- Born: South Bend, Indiana, U.S.
- Citizenship: American
- Education: B.B.A. (Finance) M.A. (Journalism)
- Alma mater: University of Notre Dame Medill School of Journalism, Northwestern University
- Years active: 2007–present
- Notable work: The Way We Get By; Queenpins;
- Father: Cyriac Pullapilly

= Gita Pullapilly =

American film director

Gita Pullapilly is an American director, writer, producer, and former television journalist.

== Early life and education ==
Pullapilly was born in South Bend, Indiana and has family in Kerala and Belgaum, India. During her childhood, she frequently traveled with her father, Cyriac Pullapilly, as part of an educational program, called Semester Around the World, which helped her to understand political and historical events, and learned to write stories as a journalist and filmmaker. Pullapilly studied off and on in India and in the United States.

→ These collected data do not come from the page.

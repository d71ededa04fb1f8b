mod common;

use anyhow::Result;
use approx::assert_abs_diff_eq;
use emotionalyzer::features::{FeatureConfig, FeatureExtractor};
use emotionalyzer::{EmotionError, Waveform};
use tempfile::tempdir;

use common::{sine, square, write_wav, SAMPLE_RATE};

#[test]
fn silent_second_yields_full_vector_without_crossings() -> Result<()> {
    let extractor = FeatureExtractor::default();
    let silence = Waveform::new(vec![0.0; SAMPLE_RATE as usize], SAMPLE_RATE)?;
    let features = extractor.extract(&silence)?;

    assert_eq!(features.len(), 202);
    assert_eq!(features.zero_crossing_rate(), Some(0.0));
    assert_eq!(features.rms_energy(), Some(0.0));
    assert!(features.as_array().iter().all(|v| v.is_finite()));
    Ok(())
}

#[test]
fn negative_dc_offset_has_no_crossings() -> Result<()> {
    let extractor = FeatureExtractor::default();
    let offset = Waveform::new(vec![-0.25; SAMPLE_RATE as usize], SAMPLE_RATE)?;
    let features = extractor.extract(&offset)?;

    assert_eq!(features.zero_crossing_rate(), Some(0.0));
    assert!(features.rms_energy().unwrap() > 0.0);
    Ok(())
}

#[test]
fn vector_length_is_independent_of_duration_and_rate() -> Result<()> {
    let extractor = FeatureExtractor::default();
    let inputs = [
        Waveform::new(sine(440.0, 0.5, 0.02, SAMPLE_RATE), SAMPLE_RATE)?,
        Waveform::new(sine(440.0, 0.5, 1.5, SAMPLE_RATE), SAMPLE_RATE)?,
        Waveform::new(sine(300.0, 0.5, 0.7, 16_000), 16_000)?,
        Waveform::new(square(800.0, 0.3, 0.4, 44_100), 44_100)?,
    ];
    for waveform in &inputs {
        let features = extractor.extract(waveform)?;
        assert_eq!(features.len(), extractor.dimension());
        assert!(features.as_array().iter().all(|v| v.is_finite()));
    }
    Ok(())
}

#[test]
fn disabled_groups_shrink_the_vector() -> Result<()> {
    let config = FeatureConfig {
        mfcc: true,
        chroma: false,
        mel: false,
        n_mfcc: 13,
    };
    let extractor = FeatureExtractor::new(config)?;
    let waveform = Waveform::new(sine(220.0, 0.4, 0.5, SAMPLE_RATE), SAMPLE_RATE)?;
    assert_eq!(extractor.extract(&waveform)?.len(), 13 * 2 + 2);
    Ok(())
}

#[test]
fn louder_and_busier_signals_raise_rms_and_zcr() -> Result<()> {
    let extractor = FeatureExtractor::default();
    let quiet = Waveform::new(sine(150.0, 0.05, 0.5, SAMPLE_RATE), SAMPLE_RATE)?;
    let loud = Waveform::new(square(3_000.0, 0.8, 0.5, SAMPLE_RATE), SAMPLE_RATE)?;
    let quiet = extractor.extract(&quiet)?;
    let loud = extractor.extract(&loud)?;
    assert!(loud.rms_energy() > quiet.rms_energy());
    assert!(loud.zero_crossing_rate() > quiet.zero_crossing_rate());
    Ok(())
}

#[test]
fn file_extraction_matches_in_memory_extraction() -> Result<()> {
    let dir = tempdir()?;
    let path = dir.path().join("tone.wav");
    let samples = sine(330.0, 0.5, 0.5, SAMPLE_RATE);
    write_wav(&path, &samples, SAMPLE_RATE)?;

    let extractor = FeatureExtractor::default();
    let from_file = extractor.extract_file(&path)?;
    let quantized: Vec<f32> = samples
        .iter()
        .map(|s| ((s * i16::MAX as f32) as i16) as f32 / 32_768.0)
        .collect();
    let in_memory = extractor.extract(&Waveform::new(quantized, SAMPLE_RATE)?)?;

    assert_eq!(from_file.len(), in_memory.len());
    for (a, b) in from_file.as_array().iter().zip(in_memory.as_array().iter()) {
        assert_abs_diff_eq!(a, b, epsilon = 1e-2);
    }
    Ok(())
}

#[test]
fn undecodable_file_is_a_decode_error() -> Result<()> {
    let dir = tempdir()?;
    let path = dir.path().join("broken.wav");
    std::fs::write(&path, b"definitely not audio")?;
    let err = FeatureExtractor::default().extract_file(&path).unwrap_err();
    assert!(matches!(err, EmotionError::Decode { .. }));
    Ok(())
}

Pullapilly studied finance at University of Notre Dame, receiving her B.B.A. and received her M.A. in journalism at the Medill School of Journalism, Northwestern University. She was awarded a Fulbright Scholarship in 2005. She was chosen as the first filmmaker to become a Fulbright Senior Scholar to Jordan. Pullapilly was a Presidential Leadership Scholar in the class of 2019.

==Career==

In 2007, Pullapilly was selected as a WGBH Filmmaker-in-Residence where she edited the Emmy-nominated feature documentary, The Way We Get By for PBS' POV. The Way We Get By was nominated for a News and Documentary Emmy Awards in 2010. The film had its world premiere at the South by Southwest Film Festival. That year, she was selected as one of Independent Magazine's "Filmmakers to Watch." Pullapilly and her writing partner Aron Gaudet were invited to the White House in 2009 with the three subjects of the film, Joan Gaudet, Bill Knight, and Jerry Mundy.

Pullapilly and Gaudet wrote, produced and directed a film entitled Beneath The Harvest Sky (formerly called Blue Potato), which was also produced with her sister, Kavita Pullapilly. The film had its world premiere at the Toronto International Film Festival and was acquired by Tribeca Films.

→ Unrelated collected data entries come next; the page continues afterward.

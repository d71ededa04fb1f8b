mod chroma;
mod spectral;
mod statistics;
mod temporal;

use std::path::Path;

use ndarray::Array1;
use serde::{Deserialize, Serialize};
use tracing::debug;

use crate::audio::decoder::decode_audio;
use crate::error::{EmotionError, Result};
use crate::types::Waveform;

use chroma::{chromagram, CHROMA_BINS};
use spectral::{compute_spectrograms, MEL_BANDS};
use statistics::{compute_delta_matrix, frame_mean, mfcc_matrix, DELTA_WINDOW};

pub const DEFAULT_MFCC_COUNT: usize = 30;
/// RMS energy and zero-crossing rate are always appended.
const TEMPORAL_DIMS: usize = 2;

/// Which feature groups to compute and how many cepstral coefficients to keep.
#[derive(Debug, Clone, Copy, PartialEq, Eq, Serialize, Deserialize)]
pub struct FeatureConfig {
    pub mfcc: bool,
    pub chroma: bool,
    pub mel: bool,
    pub n_mfcc: usize,
}

impl Default for FeatureConfig {
    fn default() -> Self {
        Self {
            mfcc: true,
            chroma: true,
            mel: true,
            n_mfcc: DEFAULT_MFCC_COUNT,
        }
    }
}

impl FeatureConfig {
    pub fn validate(&self) -> Result<()> {
        if self.mfcc && !(1..=MEL_BANDS).contains(&self.n_mfcc) {
            return Err(EmotionError::InvalidConfig(format!(
                "n_mfcc must be between 1 and {}, got {}",
                MEL_BANDS, self.n_mfcc
            )));
        }
        Ok(())
    }

    /// Length of every vector produced under this configuration.
    pub fn dimension(&self) -> usize {
        let mut dims = TEMPORAL_DIMS;
        if self.mfcc {
            dims += 2 * self.n_mfcc;
        }
        if self.chroma {
            dims += CHROMA_BINS;
        }
        if self.mel {
            dims += MEL_BANDS;
        }
        dims
    }
}

/// Fixed-length acoustic summary of one waveform.
#[derive(Debug, Clone, PartialEq)]
pub struct FeatureVector(Array1<f32>);

impl FeatureVector {
    pub fn new(values: Array1<f32>) -> Self {
        Self(values)
    }

    pub fn as_array(&self) -> &Array1<f32> {
        &self.0
    }

    pub fn into_array(self) -> Array1<f32> {
        self.0
    }

    pub fn len(&self) -> usize {
        self.0.len()
    }

    pub fn is_empty(&self) -> bool {
        self.0.is_empty()
    }

    pub fn zero_crossing_rate(&self) -> Option<f32> {
        self.0.last().copied()
    }

    pub fn rms_energy(&self) -> Option<f32> {
        self.0.len().checked_sub(2).map(|idx| self.0[idx])
    }
}

/// Turns waveforms into feature vectors: MFCC means and deltas, chroma,
/// log-mel bands, RMS energy, zero-crossing rate, in that order.
#[derive(Debug, Clone, Default)]
pub struct FeatureExtractor {
    config: FeatureConfig,
}

impl FeatureExtractor {
    pub fn new(config: FeatureConfig) -> Result<Self> {
        config.validate()?;
        Ok(Self { config })
    }

    pub fn config(&self) -> &FeatureConfig {
        &self.config
    }

    pub fn dimension(&self) -> usize {
        self.config.dimension()
    }

    pub fn extract_file(&self, path: &Path) -> Result<FeatureVector> {
        let waveform = decode_audio(path).map_err(|err| EmotionError::decode(path, err))?;
        debug!(
            path = %path.display(),
            sample_rate = waveform.sample_rate,
            samples = waveform.samples.len(),
            "decoded audio"
        );
        self.extract(&waveform)
    }

    pub fn extract(&self, waveform: &Waveform) -> Result<FeatureVector> {
        if waveform.samples.is_empty() || waveform.sample_rate == 0 {
            return Err(EmotionError::InvalidWaveform(
                "cannot extract features from an empty waveform".to_string(),
            ));
        }

        let mut values = Vec::with_capacity(self.dimension());
        if self.config.mfcc || self.config.chroma || self.config.mel {
            let spectra = compute_spectrograms(waveform);
            if self.config.mfcc {
                let coefficients = mfcc_matrix(&spectra.mel_db, self.config.n_mfcc);
                let deltas = compute_delta_matrix(&coefficients, DELTA_WINDOW);
                values.extend(frame_mean(&coefficients).iter().copied());
                values.extend(frame_mean(&deltas).iter().copied());
            }
            if self.config.chroma {
                let chroma = chromagram(&spectra.power, &spectra.freqs);
                values.extend(frame_mean(&chroma).iter().copied());
            }
            if self.config.mel {
                values.extend(frame_mean(&spectra.mel_db).iter().copied());
            }
        }
        values.push(temporal::rms_mean(&waveform.samples));
        values.push(temporal::zero_crossing_mean(&waveform.samples));

        EmotionError::check_dimension(self.dimension(), values.len())?;
        if values.iter().any(|v| !v.is_finite()) {
            return Err(EmotionError::InvalidWaveform(
                "waveform produced non-finite features".to_string(),
            ));
        }
        Ok(FeatureVector(Array1::from(values)))
    }
}
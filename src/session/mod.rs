//! Interactive session plumbing: the bounded history of recent labels, the
//! background worker that records a clip and classifies it, and the prompt
//! loop that drives both.

mod recorder;
mod shell;
mod worker;

use std::collections::{BTreeMap, VecDeque};

use tracing::warn;

use crate::error::{EmotionError, Result};
use crate::types::Emotion;

pub use recorder::{LiveRecorder, MockRecorder, Recorder};
pub use shell::{write_history, Shell, ShellCommand, DEFAULT_POLL_INTERVAL};
pub use worker::{
    PendingPrediction, RecordingOptions, RecordingSession, DEFAULT_RECORDING_FILE,
    DEFAULT_RECORDING_SECONDS,
};

pub const RECENT_CAPACITY: usize = 5;

/// FIFO of the most recent predictions, oldest first.
#[derive(Debug, Clone, PartialEq, Eq)]
pub struct RecentPredictions {
    entries: VecDeque<Emotion>,
    capacity: usize,
}

impl Default for RecentPredictions {
    fn default() -> Self {
        Self::with_capacity(RECENT_CAPACITY)
    }
}

impl RecentPredictions {
    pub fn with_capacity(capacity: usize) -> Self {
        Self {
            entries: VecDeque::with_capacity(capacity),
            capacity: capacity.max(1),
        }
    }

    pub fn push(&mut self, label: Emotion) {
        if self.entries.len() == self.capacity {
            self.entries.pop_front();
        }
        self.entries.push_back(label);
    }

    pub fn iter(&self) -> impl Iterator<Item = &Emotion> {
        self.entries.iter()
    }

    pub fn labels(&self) -> Vec<Emotion> {
        self.entries.iter().copied().collect()
    }

    pub fn latest(&self) -> Option<Emotion> {
        self.entries.back().copied()
    }

    pub fn len(&self) -> usize {
        self.entries.len()
    }

    pub fn is_empty(&self) -> bool {
        self.entries.is_empty()
    }

    /// How often each label occurs in the window.
    pub fn tally(&self) -> BTreeMap<Emotion, usize> {
        let mut counts = BTreeMap::new();
        for label in &self.entries {
            *counts.entry(*label).or_insert(0) += 1;
        }
        counts
    }
}

/// State owned by the thread that consumes finished predictions.
#[derive(Default)]
pub struct SessionState {
    recent: RecentPredictions,
    pending: Option<PendingPrediction>,
    last_error: Option<String>,
}

impl SessionState {
    pub fn new() -> Self {
        Self::default()
    }

    pub fn recent(&self) -> &RecentPredictions {
        &self.recent
    }

    pub fn last_error(&self) -> Option<&str> {
        self.last_error.as_deref()
    }

    pub fn is_recording(&self) -> bool {
        self.pending.is_some()
    }

    /// Start a recording. Busy while an earlier one has not been polled or
    /// waited for, even if its worker already finished.
    pub fn begin<R: Recorder + Send + 'static>(
        &mut self,
        session: &RecordingSession<R>,
    ) -> Result<()> {
        if self.pending.is_some() {
            return Err(EmotionError::Busy);
        }
        self.pending = Some(session.start()?);
        Ok(())
    }

    /// Check the in-flight recording; returns its outcome once delivered.
    pub fn poll(&mut self) -> Option<Result<Emotion>> {
        let outcome = self.pending.as_mut()?.try_result()?;
        self.pending = None;
        Some(self.apply(outcome))
    }

    /// Block until the in-flight recording is classified.
    pub fn wait(&mut self) -> Option<Result<Emotion>> {
        let pending = self.pending.take()?;
        Some(self.apply(pending.wait()))
    }

    pub fn accept(&mut self, label: Emotion) {
        self.recent.push(label);
        self.last_error = None;
    }

    fn apply(&mut self, outcome: Result<Emotion>) -> Result<Emotion> {
        match &outcome {
            Ok(label) => self.accept(*label),
            Err(err) => {
                warn!(error = %err, "prediction not recorded in history");
                self.last_error = Some(err.to_string());
            }
        }
        outcome
    }
}

#[cfg(test)]
mod tests {
    use super::*;

    #[test]
    fn keeps_only_the_latest_five() {
        let mut recent = RecentPredictions::default();
        for label in &Emotion::ALL[..7] {
            recent.push(*label);
        }
        assert_eq!(recent.labels(), Emotion::ALL[2..7].to_vec());
        assert_eq!(recent.latest(), Some(Emotion::ALL[6]));
    }

    #[test]
    fn tally_counts_repeats() {
        let mut recent = RecentPredictions::default();
        for label in [Emotion::Sad, Emotion::Happy, Emotion::Sad] {
            recent.push(label);
        }
        let tally = recent.tally();
        assert_eq!(tally[&Emotion::Sad], 2);
        assert_eq!(tally[&Emotion::Happy], 1);
        assert!(!tally.contains_key(&Emotion::Calm));
    }

    #[test]
    fn accepted_labels_clear_previous_error() {
        let mut state = SessionState::new();
        state.last_error = Some("boom".to_string());
        state.accept(Emotion::Calm);
        assert!(state.last_error().is_none());
        assert_eq!(state.recent().labels(), vec![Emotion::Calm]);
        assert!(state.poll().is_none());
    }
}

Pullapilly was selected as one of Variety's "10 Directors To Watch" with Gaudet for 2014 and won the "Euphoria Calvin Klein Spotlight on Women Filmmakers Live the Dream Grant" at the Gotham Awards.

In 2015, Pullapilly and Gaudet were jointly appointed Guggenheim Fellows to support their project, titled Crook County; the script was included on the 2015 Black List, a survey of popular unproduced screenplays.

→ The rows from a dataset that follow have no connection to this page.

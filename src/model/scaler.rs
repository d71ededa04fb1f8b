use ndarray::{Array1, Array2, ArrayView1, Axis};
use serde::{Deserialize, Serialize};
use tracing::warn;

use crate::error::{EmotionError, Result};
use crate::features::{FeatureConfig, FeatureVector};

/// Per-dimension standardization fitted once on the training matrix.
/// Remembers the feature configuration that produced the matrix when known,
/// so inference can rebuild the same extractor.
#[derive(Debug, Clone, PartialEq, Serialize, Deserialize)]
pub struct StandardScaler {
    mean: Array1<f32>,
    scale: Array1<f32>,
    #[serde(default, skip_serializing_if = "Option::is_none")]
    features: Option<FeatureConfig>,
}

impl StandardScaler {
    /// Column means and population standard deviations of `matrix`.
    /// Constant columns keep a unit scale so they map to zero.
    pub fn fit(matrix: &Array2<f32>) -> Result<Self> {
        let rows = matrix.len_of(Axis(0));
        if rows == 0 || matrix.len_of(Axis(1)) == 0 {
            return Err(EmotionError::Training(
                "cannot fit a scaler on an empty matrix".to_string(),
            ));
        }
        let mut degenerate = 0usize;
        let (mean, scale): (Vec<f32>, Vec<f32>) = matrix
            .axis_iter(Axis(1))
            .map(|column| {
                let (mean, std) = column_moments(column);
                if std > f64::EPSILON {
                    (mean as f32, std as f32)
                } else {
                    degenerate += 1;
                    (mean as f32, 1.0)
                }
            })
            .unzip();
        if degenerate > 0 {
            warn!(columns = degenerate, "scaler found columns without variance");
        }
        Ok(Self {
            mean: Array1::from(mean),
            scale: Array1::from(scale),
            features: None,
        })
    }

    /// Tag the scaler with the configuration its training rows came from.
    pub fn with_features(mut self, features: FeatureConfig) -> Result<Self> {
        EmotionError::check_dimension(self.dimension(), features.dimension())?;
        self.features = Some(features);
        Ok(self)
    }

    pub fn features(&self) -> Option<&FeatureConfig> {
        self.features.as_ref()
    }

    /// Shape and value checks for a scaler read back from disk.
    pub fn validate(&self) -> Result<()> {
        if self.mean.is_empty() {
            return Err(EmotionError::InvalidConfig(
                "scaler has no dimensions".to_string(),
            ));
        }
        EmotionError::check_dimension(self.mean.len(), self.scale.len())?;
        if let Some(idx) = self.mean.iter().position(|m| !m.is_finite()) {
            return Err(EmotionError::InvalidConfig(format!(
                "scaler mean {} is not finite",
                idx
            )));
        }
        if let Some(idx) = self.scale.iter().position(|s| !(s.is_finite() && *s > 0.0)) {
            return Err(EmotionError::InvalidConfig(format!(
                "scaler scale {} must be finite and positive",
                idx
            )));
        }
        if let Some(features) = &self.features {
            features.validate()?;
            EmotionError::check_dimension(self.dimension(), features.dimension())?;
        }
        Ok(())
    }

    pub fn dimension(&self) -> usize {
        self.mean.len()
    }

    pub fn mean(&self) -> &Array1<f32> {
        &self.mean
    }

    pub fn scale(&self) -> &Array1<f32> {
        &self.scale
    }

    pub fn transform(&self, matrix: &Array2<f32>) -> Result<Array2<f32>> {
        EmotionError::check_dimension(self.dimension(), matrix.len_of(Axis(1)))?;
        Ok((matrix - &self.mean) / &self.scale)
    }

    pub fn transform_vector(&self, vector: &FeatureVector) -> Result<Array1<f32>> {
        EmotionError::check_dimension(self.dimension(), vector.len())?;
        Ok((vector.as_array() - &self.mean) / &self.scale)
    }
}

fn column_moments(column: ArrayView1<f32>) -> (f64, f64) {
    let n = column.len() as f64;
    let mean = column.iter().map(|&v| v as f64).sum::<f64>() / n;
    let variance = column
        .iter()
        .map(|&v| (v as f64 - mean).powi(2))
        .sum::<f64>()
        / n;
    (mean, variance.sqrt())
}

#[cfg(test)]
mod tests {
    use super::*;
    use approx::assert_abs_diff_eq;
    use ndarray::array;

    #[test]
    fn standardizes_each_column() {
        let matrix = array![[1.0_f32, 10.0], [2.0, 20.0], [3.0, 30.0], [4.0, 40.0]];
        let scaler = StandardScaler::fit(&matrix).unwrap();
        let scaled = scaler.transform(&matrix).unwrap();
        for column in scaled.axis_iter(Axis(1)) {
            let mean = column.mean().unwrap();
            let std = column.mapv(|v| (v - mean).powi(2)).mean().unwrap().sqrt();
            assert_abs_diff_eq!(mean, 0.0, epsilon = 1e-5);
            assert_abs_diff_eq!(std, 1.0, epsilon = 1e-5);
        }
    }

    #[test]
    fn constant_column_maps_to_zero() {
        let matrix = array![[5.0_f32, 1.0], [5.0, 3.0]];
        let scaler = StandardScaler::fit(&matrix).unwrap();
        assert_eq!(scaler.scale()[0], 1.0);
        let scaled = scaler.transform(&matrix).unwrap();
        assert!(scaled.column(0).iter().all(|&v| v == 0.0));
    }

    #[test]
    fn refuses_other_widths() {
        let scaler = StandardScaler::fit(&array![[1.0_f32, 2.0], [3.0, 4.0]]).unwrap();
        let err = scaler.transform(&array![[1.0_f32, 2.0, 3.0]]).unwrap_err();
        assert!(matches!(
            err,
            EmotionError::DimensionMismatch {
                expected: 2,
                actual: 3
            }
        ));
        let vector = FeatureVector::new(array![1.0_f32]);
        assert!(scaler.transform_vector(&vector).is_err());
    }

    #[test]
    fn feature_tag_must_match_width() {
        let scaler = StandardScaler::fit(&array![[1.0_f32, 2.0], [3.0, 4.0]]).unwrap();
        assert!(scaler.features().is_none());
        let energy_only = FeatureConfig {
            mfcc: false,
            chroma: false,
            mel: false,
            n_mfcc: 1,
        };
        let tagged = scaler.clone().with_features(energy_only).unwrap();
        assert_eq!(tagged.features(), Some(&energy_only));
        assert!(scaler.with_features(FeatureConfig::default()).is_err());
    }

    #[test]
    fn validation_rejects_inconsistent_state() {
        let good = StandardScaler::fit(&array![[1.0_f32, 2.0], [3.0, 5.0]]).unwrap();
        good.validate().unwrap();

        let mut short = good.clone();
        short.scale = array![1.0_f32];
        assert!(short.validate().is_err());

        let mut zero = good.clone();
        zero.scale[1] = 0.0;
        assert!(zero.validate().is_err());

        let mut nan = good;
        nan.mean[0] = f32::NAN;
        assert!(nan.validate().is_err());
    }

    #[test]
    fn empty_matrix_cannot_be_fitted() {
        assert!(StandardScaler::fit(&Array2::<f32>::zeros((0, 4))).is_err());
    }
}
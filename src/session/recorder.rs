use std::sync::mpsc::Receiver;
use std::time::Duration;

use anyhow::{anyhow, Result};
use tracing::info;

use crate::audio::capture::{record_audio, CaptureConfig};
use crate::types::Waveform;

/// Source of fixed-length recordings for the session worker.
pub trait Recorder {
    fn record(&mut self, duration: Duration) -> Result<Waveform>;
}

/// Microphone recorder backed by the default (or named) cpal input device.
pub struct LiveRecorder {
    config: CaptureConfig,
}

impl LiveRecorder {
    pub fn new(config: CaptureConfig) -> Self {
        Self { config }
    }

    pub fn sample_rate(&self) -> u32 {
        self.config.sample_rate
    }
}

impl Recorder for LiveRecorder {
    fn record(&mut self, duration: Duration) -> Result<Waveform> {
        let mut config = self.config.clone();
        config.duration = duration;
        info!(
            device = ?config.device_name,
            seconds = duration.as_secs_f32(),
            "starting live recording"
        );
        record_audio(&config)
    }
}

/// Replays a canned waveform. A gated recorder blocks until the gate fires so
/// tests can observe a recording in flight.
pub struct MockRecorder {
    waveform: Option<Waveform>,
    gate: Option<Receiver<()>>,
}

impl MockRecorder {
    pub fn new(waveform: Waveform) -> Self {
        Self {
            waveform: Some(waveform),
            gate: None,
        }
    }

    /// A recorder whose every call fails, for exercising error delivery.
    pub fn failing() -> Self {
        Self {
            waveform: None,
            gate: None,
        }
    }

    pub fn gated(mut self, gate: Receiver<()>) -> Self {
        self.gate = Some(gate);
        self
    }
}

impl Recorder for MockRecorder {
    fn record(&mut self, _duration: Duration) -> Result<Waveform> {
        if let Some(gate) = &self.gate {
            gate.recv()
                .map_err(|_| anyhow!("mock recorder gate closed"))?;
        }
        self.waveform
            .clone()
            .ok_or_else(|| anyhow!("mock recorder has no input device"))
    }
}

In January 2016, the University of Notre Dame Alumni Board awarded Pullapilly the Rev. Anthony J. Lauck Award, given to a graduate for outstanding accomplishments or achievements as a practicing artist.

In 2018, Pullapilly and her film partner, Aron Gaudet, were mentees in the Half Initiative, shadowing on the FX television series, American Horror Story. Ryan Murphy launched Half aiming to make Hollywood more inclusive by creating equal opportunities for women and minorities behind the camera.

In 2020, Pullapilly and Gaudet directed Queenpins, starring Kristen Bell, Kirby Howell Baptiste, Vince Vaughn, and Paul Walter Hauser.

In 2022, Pullapilly and Gaudet wrote their first book, "Inspiration To Get You Through a F*cked Up Year."

In 2023, Pullapilly and Gaudet directed an episode of Little America for Apple TV. In 2025, they directed two episodes of Season 4 of Tulsa King starring Sylvester Stallone for 101 Studios and Paramount+.

== Personal life ==
Pullapilly married her filmmaking partner Aron Gaudet in October 2009 in Stockton Springs, Maine.